Required work | Count the lines below that hold "first". Give the number without comment.

* * *

//! Core value types: feature vectors, catalog entries, ranked results.

use serde::{Deserialize, Serialize};

use crate::error::{RecommendError, RecommendResult};

/// Dense image embedding produced by an encoder.
///
/// Length is fixed per deployment (2048 for the ResNet-50 backbone).
#[derive(Debug, Clone, PartialEq, Serialize, Deserialize)]
#[serde(transparent)]
pub struct FeatureVector(Vec<f32>);

impl FeatureVector {
    /// Wrap raw values without validation.
    #[must_use]
    pub fn new(values: Vec<f32>) -> Self {
        Self(values)
    }

    /// Wrap raw values, rejecting NaN and infinities.
    ///
    /// # Errors
    /// `RecommendError::InvalidValue` naming the first non-finite component.
    pub fn try_new(values: Vec<f32>) -> RecommendResult<Self> {
        let vector = Self(values);
        vector.validate_finite()?;
        Ok(vector)
    }

    #[must_use]
    pub fn dimension(&self) -> usize {
        self.0.len()
    }

    #[must_use]
    pub fn as_slice(&self) -> &[f32] {
        &self.0
    }

    #[must_use]
    pub fn into_inner(self) -> Vec<f32> {
        self.0
    }

    /// Euclidean norm, accumulated in f64.
    #[must_use]
    pub fn l2_norm(&self) -> f64 {
        l2_norm(&self.0)
    }

    /// Check that every component is finite.
    ///
    /// # Errors
    /// `RecommendError::InvalidValue` for the first NaN/Inf component.
    pub fn validate_finite(&self) -> RecommendResult<()> {
        validate_finite(&self.0)
    }
}

impl From<Vec<f32>> for FeatureVector {
    fn from(values: Vec<f32>) -> Self {
        Self(values)
    }
}

impl AsRef<[f32]> for FeatureVector {
    fn as_ref(&self) -> &[f32] {
        &self.0
    }
}

pub(crate) fn l2_norm(values: &[f32]) -> f64 {
    values
        .iter()
        .map(|&v| f64::from(v) * f64::from(v))
        .sum::<f64>()
        .sqrt()
}

pub(crate) fn validate_finite(values: &[f32]) -> RecommendResult<()> {
    match values.iter().position(|v| !v.is_finite()) {
        Some(index) => Err(RecommendError::InvalidValue {
            index,
            value: values[index],
        }),
        None => Ok(()),
    }
}

/// One catalog item: identifier plus its precomputed vector.
///
/// The L2 norm is cached at construction so ranking only computes the
/// query norm once per request.
#[derive(Debug, Clone)]
pub struct CatalogEntry {
    id: String,
    vector: FeatureVector,
    norm: f64,
}

impl CatalogEntry {
    #[must_use]
    pub fn new(id: impl Into<String>, vector: FeatureVector) -> Self {
        let norm = vector.l2_norm();
        Self {
            id: id.into(),
            vector,
            norm,
        }
    }

    #[must_use]
    pub fn id(&self) -> &str {
        &self.id
    }

    #[must_use]
    pub fn vector(&self) -> &FeatureVector {
        &self.vector
    }

    #[must_use]
    pub fn norm(&self) -> f64 {
        self.norm
    }
}

/// A scored catalog match, ordered by rank in query results.
#[derive(Debug, Clone, PartialEq, Serialize, Deserialize)]
pub struct RankedResult {
    /// Cosine similarity, conceptually in [-1.0, 1.0].
    pub score: f32,

    /// Catalog identifier (image filename in the bundled dataset).
    pub id: String,
}

impl RankedResult {
    #[must_use]
    pub fn new(score: f32, id: impl Into<String>) -> Self {
        Self {
            score,
            id: id.into(),
        }
    }
}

* * *

Written response | 2